Self-healing monitoring stack: FastAPI health checks + Prometheus/Grafana/Alertmanager + RabbitMQ event bus, with automated recovery for cloud/on-prem infrastructure.
RabbitWatch is a small, opinionated control-plane that keeps your critical services (VPN, NAS, message brokers, databases, dashboards, VMs) up and self-healing. A FastAPI service runs periodic checks; when something fails, events flow through RabbitMQ to a Control Plane (CPController) that decides whether to retry, recover, or escalate — and pushes the resulting metrics to Prometheus/Grafana.
It is designed as a drop-in observability + recovery layer for small-to-medium Linux fleets that can't justify a full commercial APM, but still need actionable alerting and hands-off remediation.

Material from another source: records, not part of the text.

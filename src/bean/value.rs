//! Shape of a polled bean's attributes.

use serde_json::Value;
use std::collections::BTreeMap;

/// Attribute name to value, sorted so interpretation order is stable
pub type Attributes = BTreeMap<String, BeanValue>;

/// One attribute value, classified by shape
#[derive(Debug, Clone, PartialEq)]
pub enum BeanValue {
    /// A number; published directly
    Scalar(f64),
    /// A composite attribute holding further attributes
    Nested(Attributes),
    /// A sequence of numbers, candidate histogram buckets
    BucketArray(Vec<f64>),
    /// Anything else (strings, booleans, nulls, mixed arrays)
    Other,
}

impl BeanValue {
    /// Classify a decoded JSON value
    pub fn from_json(value: &Value) -> Self {
        match value {
            Value::Number(n) => n.as_f64().map_or(BeanValue::Other, BeanValue::Scalar),
            Value::Object(map) => BeanValue::Nested(attributes_from_json(map)),
            Value::Array(items) => items
                .iter()
                .map(Value::as_f64)
                .collect::<Option<Vec<f64>>>()
                .map_or(BeanValue::Other, BeanValue::BucketArray),
            Value::Bool(_) | Value::String(_) | Value::Null => BeanValue::Other,
        }
    }
}

impl From<&Value> for BeanValue {
    fn from(value: &Value) -> Self {
        Self::from_json(value)
    }
}

/// Classify every member of a JSON object
pub fn attributes_from_json(map: &serde_json::Map<String, Value>) -> Attributes {
    map.iter()
        .map(|(key, value)| (key.clone(), BeanValue::from_json(value)))
        .collect()
}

Built to solve a real problem: keeping a small Linux fleet (VPN, NAS, RabbitMQ, MongoDB, Grafana) up and self-healing — without paying for a commercial APM like Datadog or New Relic. RabbitWatch is the drop-in observability + recovery layer I wanted to exist for small-to-medium fleets that can't justify enterprise tooling but still need actionable alerting and hands-off remediation.
The architecture intentionally mirrors enterprise patterns (event-driven decoupling via RabbitMQ, Prometheus/Grafana standard stack, separation between check logic and recovery logic) — proving the same design ideas work at hobby scale and at production scale, with no architectural rewrite in between.

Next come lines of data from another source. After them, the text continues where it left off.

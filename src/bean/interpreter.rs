//! Turns one bean's attribute tree into publishable metrics.

use super::meta::{split_bean_id, MetricMeta};
use super::name::{metric_name, percentile_name};
use super::value::{Attributes, BeanValue};
use crate::core::{CollectorSettings, JmxstatError, Result};
use crate::histogram::HistogramEstimator;
use crate::sink::{Dimensions, Metric};

/// An attribute that could not be interpreted
#[derive(Debug)]
pub struct AttributeFailure {
    /// `<bean id>.<attribute path>`
    pub path: String,
    /// What went wrong
    pub error: JmxstatError,
}

/// Result of interpreting one bean
#[derive(Debug, Default)]
pub struct Interpretation {
    /// Metrics to publish, in attribute order
    pub metrics: Vec<Metric>,
    /// Attributes that failed; the others are unaffected
    pub failures: Vec<AttributeFailure>,
}

impl Interpretation {
    /// True when nothing failed
    pub fn is_clean(&self) -> bool {
        self.failures.is_empty()
    }
}

/// Walks bean attributes with one settings snapshot and the shared estimator
pub struct BeanInterpreter<'a> {
    settings: &'a CollectorSettings,
    estimator: &'a HistogramEstimator,
}

impl<'a> BeanInterpreter<'a> {
    /// Create an interpreter
    pub fn new(settings: &'a CollectorSettings, estimator: &'a HistogramEstimator) -> Self {
        Self {
            settings,
            estimator,
        }
    }

    /// Interpret every attribute of the bean identified by `bean_id`
    pub fn interpret(&self, bean_id: &str, attributes: &Attributes) -> Interpretation {
        let mut interpretation = Interpretation::default();
        self.collect_bean(bean_id, attributes, &mut interpretation);
        interpretation
    }

    fn collect_bean(&self, prefix: &str, attributes: &Attributes, out: &mut Interpretation) {
        for (key, value) in attributes {
            match value {
                BeanValue::Scalar(number) => match self.parse_and_publish(prefix, key, *number) {
                    Ok(Some(metric)) => out.metrics.push(metric),
                    Ok(None) => {
                        tracing::debug!("Dropping {}.{}: name is empty after sanitizing", prefix, key);
                    },
                    Err(error) => out.failures.push(AttributeFailure {
                        path: format!("{}.{}", prefix, key),
                        error,
                    }),
                },
                BeanValue::Nested(inner) if self.settings.nested => {
                    self.collect_bean(&format!("{}.{}", prefix, key), inner, out);
                },
                BeanValue::BucketArray(buckets) if self.settings.nested => {
                    let path = format!("{}.{}", prefix, key);
                    out.metrics.extend(self.interpret_bean_with_list(&path, buckets));
                },
                BeanValue::Nested(_) | BeanValue::BucketArray(_) | BeanValue::Other => {},
            }
        }
    }

    /// Build the metric for scalar attribute `key` under `prefix`.
    ///
    /// `Ok(None)` means the name sanitized to nothing and the attribute is
    /// deliberately dropped.
    pub fn parse_and_publish(&self, prefix: &str, key: &str, value: f64) -> Result<Option<Metric>> {
        let (namespace, meta) = split_bean_id(prefix)?;
        let meta = MetricMeta::parse(meta)?;

        let Some(name) = metric_name(self.settings.prefix.as_deref(), namespace, &meta, key) else {
            return Ok(None);
        };

        let metric = if key.eq_ignore_ascii_case("count") {
            Metric::cumulative_counter(name, value, meta.dimensions)
        } else {
            Metric::gauge(name, value, meta.dimensions)
        };
        Ok(Some(metric))
    }

    /// Percentile gauges for a bucket array at `prefix`, or nothing when the
    /// path does not match the histogram pattern
    pub fn interpret_bean_with_list(&self, prefix: &str, buckets: &[f64]) -> Vec<Metric> {
        if !self.settings.is_histogram(prefix) {
            return Vec::new();
        }

        if !self.estimator.is_aligned(buckets) {
            tracing::warn!(
                "Histogram {} has {} buckets for {} offsets, clamping to the last offset",
                prefix,
                buckets.len(),
                self.estimator.offsets().len()
            );
        }

        let dimensions: Dimensions = MetricMeta::from_bean_id(prefix)
            .map(|meta| meta.dimensions)
            .unwrap_or_default();

        self.estimator
            .estimate_all(buckets, &self.settings.percentiles)
            .into_iter()
            .filter_map(|(percentile, value)| {
                percentile_name(prefix, percentile)
                    .map(|name| Metric::gauge(name, value, dimensions.clone()))
            })
            .collect()
    }
}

Designed for minimal self-hosting — runs on a single small VPS:
| Component | Cost | Notes |
|---|---|---|
| Linux host (1 vCPU / 2 GB RAM) | ~$5/month | Any small VPS — Hetzner CX11, Vultr, OVH Eco |
| All containers (FastAPI, RabbitMQ, Prometheus, Grafana, MongoDB, Portainer) | $0 | Self-hosted via Docker Compose |
| Optional: Cloudflare Tunnel | Free | If you want HTTPS without exposing ports |
The whole stack fits in ~1.5 GB RAM. The point isn't to compete with $50+/month commercial APMs on features — it's to demonstrate that the same architectural patterns (event-driven, separation of concerns, exporters + scrape model) can run on a single $5 VM when you do the engineering yourself.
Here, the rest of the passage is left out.